Es viernes en Caracas. Su hijo se despide y el padre se persigna: "¿Qué voy a hacer?", pregunta. ¿Encerrarlos?". Golpeada por la inseguridad, la noche venezolana ha perdido vigor pero sigue siendo Venezuela, donde el alma caribeña y la fiesta a flor de piel perviven.
Este empresario de 50 años habla con BBC Mundo desde su casa en El Hatillo, una acomodada zona residencial de la capital.
Accede a conversar, pero por motivos de seguridad prefiere que su nombre no salga publicado. Su hija también salió este viernes. Le mandará un mensaje cuando ya esté junto a sus amigas.
Más que la escasez de alimentos o medicamentos, la falta de seguridad en Caracas -que tiene una de las tasas de homicidios más altas del mundo- es quizás donde los más pudientes sienten el deterioro de la situación del país.
Se vive con el miedo constante a que pase algo, pero no por ello se deja de vivir.
Decidido a seguir disfrutando, este empresario todavía frecuenta sus restaurantes preferidos y esta noche va a unos de los lugares más exclusivos del país: el Lagunita Country Club, un sitio donde la membresía puede alcanzar los US$100.000. Aunque no es socio, lo invitan sus amigos.

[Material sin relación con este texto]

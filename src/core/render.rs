//=========================================================================
// Render Commands
//=========================================================================
//
// View-side vocabulary shared by the scenes and the platform.
//
// Scenes never touch the DOM. They emit `Command`s against `Target`s and
// read geometry through the `Layout` trait; the platform layer applies
// commands and answers layout queries from the live page.
//
// Flow:
//   Scene ── emit(Command) ──→ MessageBus ──→ Experience ──→ Platform
//   Scene ←─ Layout::rect(Target) ←──────────────────────── Platform
//
//=========================================================================

//=== External Dependencies ===============================================

use std::borrow::Cow;
use std::fmt;

//=== Internal Dependencies ===============================================

use crate::core::scene::SceneId;

//=== Identifiers =========================================================

/// Index of a drawn constellation line, in drawing order.
pub type LineId = u32;

/// Index of a wish orb, in creation order.
pub type OrbId = u32;

/// Position of a star among the page's `.star` elements, in document order.
///
/// Distinct from its rank: ranks come from markup and may repeat.
pub type StarId = u32;

//=== Geometry ============================================================

/// Screen-space point in CSS pixels.
#[derive(Debug, Clone, Copy, PartialEq, Default)]
pub struct Point {
    pub x: f64,
    pub y: f64,
}

impl Point {
    pub const fn new(x: f64, y: f64) -> Self {
        Self { x, y }
    }
}

/// Width and height in CSS pixels.
#[derive(Debug, Clone, Copy, PartialEq, Default)]
pub struct Size {
    pub width: f64,
    pub height: f64,
}

impl Size {
    pub const fn new(width: f64, height: f64) -> Self {
        Self { width, height }
    }
}

/// Axis-aligned rectangle, as reported by `getBoundingClientRect`.
#[derive(Debug, Clone, Copy, PartialEq, Default)]
pub struct Rect {
    pub left: f64,
    pub top: f64,
    pub width: f64,
    pub height: f64,
}

impl Rect {
    pub const fn new(left: f64, top: f64, width: f64, height: f64) -> Self {
        Self { left, top, width, height }
    }

    pub fn size(&self) -> Size {
        Size::new(self.width, self.height)
    }

    pub fn center(&self) -> Point {
        Point::new(self.left + self.width / 2.0, self.top + self.height / 2.0)
    }
}

//=== Layout Trait ========================================================

/// Read-only view of the current page geometry.
///
/// Queried at the moment a handler needs it, never cached, so handlers
/// follow viewport resizes between interactions.
pub trait Layout {
    /// Size of the visible viewport.
    fn viewport(&self) -> Size;

    /// Bounding rectangle of an element, or `None` if it is not on the page.
    fn rect(&self, target: Target) -> Option<Rect>;
}

//=== Target ==============================================================

/// Elements the experience reads from or writes to.
#[derive(Debug, Clone, Copy, PartialEq, Eq, Hash)]
pub enum Target {
    Scene(SceneId),
    TapCounter,
    CatchButton,
    LetterModal,
    Star(StarId),
    ConstellationCanvas,
    ConstellationLine(LineId),
    ConstellationInstruction,
    ConstellationReveal,
    NextButton,
    WishInput,
    SendButton,
    Jar,
    Orb(OrbId),
    FinalMessage,
    Music,
}

/// How the platform finds a target in the document.
#[derive(Debug, Clone, PartialEq, Eq)]
pub enum Locator {
    Id(Cow<'static, str>),

    /// The `index`-th match of `selector`, in document order.
    Nth { selector: &'static str, index: u32 },
}

impl Target {
    /// Document locator for this target.
    pub fn locator(&self) -> Locator {
        let id: &'static str = match self {
            Self::Scene(scene) => scene.dom_id(),
            Self::TapCounter => "tap-counter",
            Self::CatchButton => "catch-btn",
            Self::LetterModal => "letter-modal",
            Self::Star(star) => {
                return Locator::Nth {
                    selector: STAR_SELECTOR,
                    index: *star,
                };
            }
            Self::ConstellationCanvas => "constellation-svg",
            Self::ConstellationLine(line) => {
                return Locator::Id(Cow::Owned(format!("constellation-line-{line}")));
            }
            Self::ConstellationInstruction => "constellation-instruction",
            Self::ConstellationReveal => "constellation-reveal",
            Self::NextButton => "next-to-wishing-jar",
            Self::WishInput => "wish-input",
            Self::SendButton => "send-to-jar-btn",
            Self::Jar => "jar-container",
            Self::Orb(orb) => return Locator::Id(Cow::Owned(format!("wish-orb-{orb}"))),
            Self::FinalMessage => "final-message",
            Self::Music => "bg-music",
        };
        Locator::Id(Cow::Borrowed(id))
    }
}

/// Selector matching every star element.
pub const STAR_SELECTOR: &str = ".star";

//=== CSS Class Names =====================================================

pub const CLASS_ACTIVE: &str = "active";
pub const CLASS_HIDDEN: &str = "hidden";
pub const CLASS_CONNECTED: &str = "connected";
pub const CLASS_WISH_ORB: &str = "wish-orb";

//=== Command =============================================================

/// A single view mutation.
#[derive(Debug, Clone, PartialEq)]
pub enum Command {
    AddClass { target: Target, class: &'static str },
    RemoveClass { target: Target, class: &'static str },
    SetText { target: Target, text: String },
    SetStyle { target: Target, property: &'static str, value: String },

    /// Append an SVG line to the constellation canvas, initially transparent.
    DrawLine { line: LineId, from: Point, to: Point },

    /// Create an orb element at the given page position.
    SpawnOrb { orb: OrbId, left: f64, top: f64 },
    RemoveOrb(OrbId),

    /// Blocking user-facing warning.
    Alert(String),

    /// Best-effort start of the background music.
    PlayMusic,
}

impl Command {
    pub fn add_class(target: Target, class: &'static str) -> Self {
        Self::AddClass { target, class }
    }

    pub fn remove_class(target: Target, class: &'static str) -> Self {
        Self::RemoveClass { target, class }
    }

    pub fn set_style(target: Target, property: &'static str, value: impl Into<String>) -> Self {
        Self::SetStyle {
            target,
            property,
            value: value.into(),
        }
    }

    pub fn set_text(target: Target, text: impl Into<String>) -> Self {
        Self::SetText {
            target,
            text: text.into(),
        }
    }
}

/// Formats a pixel length the way inline styles expect it.
pub fn px(value: f64) -> String {
    format!("{value}px")
}

impl fmt::Display for Target {
    fn fmt(&self, f: &mut fmt::Formatter<'_>) -> fmt::Result {
        match self.locator() {
            Locator::Id(id) => write!(f, "#{id}"),
            Locator::Nth { selector, index } => write!(f, "{selector}:nth({index})"),
        }
    }
}

//=========================================================================
// Unit Tests
//=========================================================================
//=========================================================================
// Prelude
//=========================================================================
//
// Convenience module that re-exports commonly used types and traits.
//
// Usage:
//   use wishing_stars::prelude::*;
//
//=========================================================================

//=== Public API ==========================================================

// Experience facade
pub use crate::engine::{Driver, Experience, ExperienceBuilder, Pump};

// Global systems and context
pub use crate::core::globals::{GlobalContext, GlobalSystems};

// Input
pub use crate::core::input::{Handled, IgnoreReason, InputEvent};

// Scenes
pub use crate::core::scene::{Scene, SceneId, SceneTransition, SceneVisibility};

// Page model
pub use crate::core::render::{Command, Layout, Point, Rect, Size, Target};

// Timing
pub use crate::core::timeline::{Clock, Millis, SceneStep, VirtualClock};

// Page events
pub use crate::core::platform_bridge::{PlatformEvent, TickControl};

// Message bus
pub use crate::core::message_bus::MessageBus;

// Errors
pub use crate::core::error::SequenceError;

Hasta hace no mucho ganaba hasta US$30.000 al mes, pero ahora no llega a mil luego de que la producción de su compañía cayera un 90% en los últimos tiempos.
Dice que es resultado de las trabas impuestas desde el gobierno y a que prefirió hacer las cosas por derecha aunque se viera afectado. Mantiene su estilo de vida gracias a otros negocios en el exterior.
"¿Sabes por qué esto no termina de explotar?", me comenta un amigo suyo, whisky en mano, cerca de la pista de baile.
"Porque aun en esas colas la gente tiene esperanza. esperanza de llevarse algo de comida, el día que ni esperanza quede, esto termina de reventar", agrega.
Este amigo, que durante años trabajó en la bolsa de valores y ahora disfruta coleccionando arte, admite que podría vivir en su casa en Miami pero dice que, pese a todo, quiere vivir en Venezuela.
Es una de varias personas, de distintos estratos, que creen que cuanto peor la situación, mejor: que "todo tiene que terminar de explotar para que empiece el largo camino de la reconstrucción".
SIN COLAS
El empresario es uno de ellos. Vive cómodo pero, consciente de la realidad del país. Dice que la situación es insostenible.
Aunque no sufre las casi cuatro horas y media diarias que en promedio pasa un venezolano para comprar algunos de los productos regulados por el gobierno, la crisis no le es ajena.
Como el resto de las personas de su nivel, adquiere la comida por otros medios.
Suele conseguir los alimentos a través de los empleados de su empresa, pero decidió dejar de comprarles cuando quisieron cobrar 40.000 bolívares (unos US$40 en el mercado negro) por 20 kilos de Harina PAN (harina de maíz precocido ingrediente básico de las arepas).
El kilo a precio regulado cuesta 19 bolívares.
Se considera de clase media alta y no un rico. "Me siento un pela bola (pobre) al lado de mis amigos", bromea.
Su hijo, de 19 años, cuenta que hace poco secuestraron a un conocido y cuando se supo en su círculo, un amigo llegó con US$70.000 en efectivo para pagar el rescate.
Otros tienen jets para viajes al exterior y avionetas para festejar un cumpleaños por el día en el archipiélago de Los Roques.
Hay una Venezuela que todavía vive así.
Una Venezuela donde los restaurantes de moda se siguen llenando, donde en las tiendas con productos importados hay cola para pagar. Donde una mujer compra un martes al mediodía unos lujosos aretes Swarovski en un centro comercial.
Una Venezuela donde los cumpleaños se siguen festejando con whisky 18 años, donde a una quinceañera le traen a los músicos J Balvin y Farruko para su fiesta y donde una señora celebra con amigas con un concierto privado de Luis Miguel.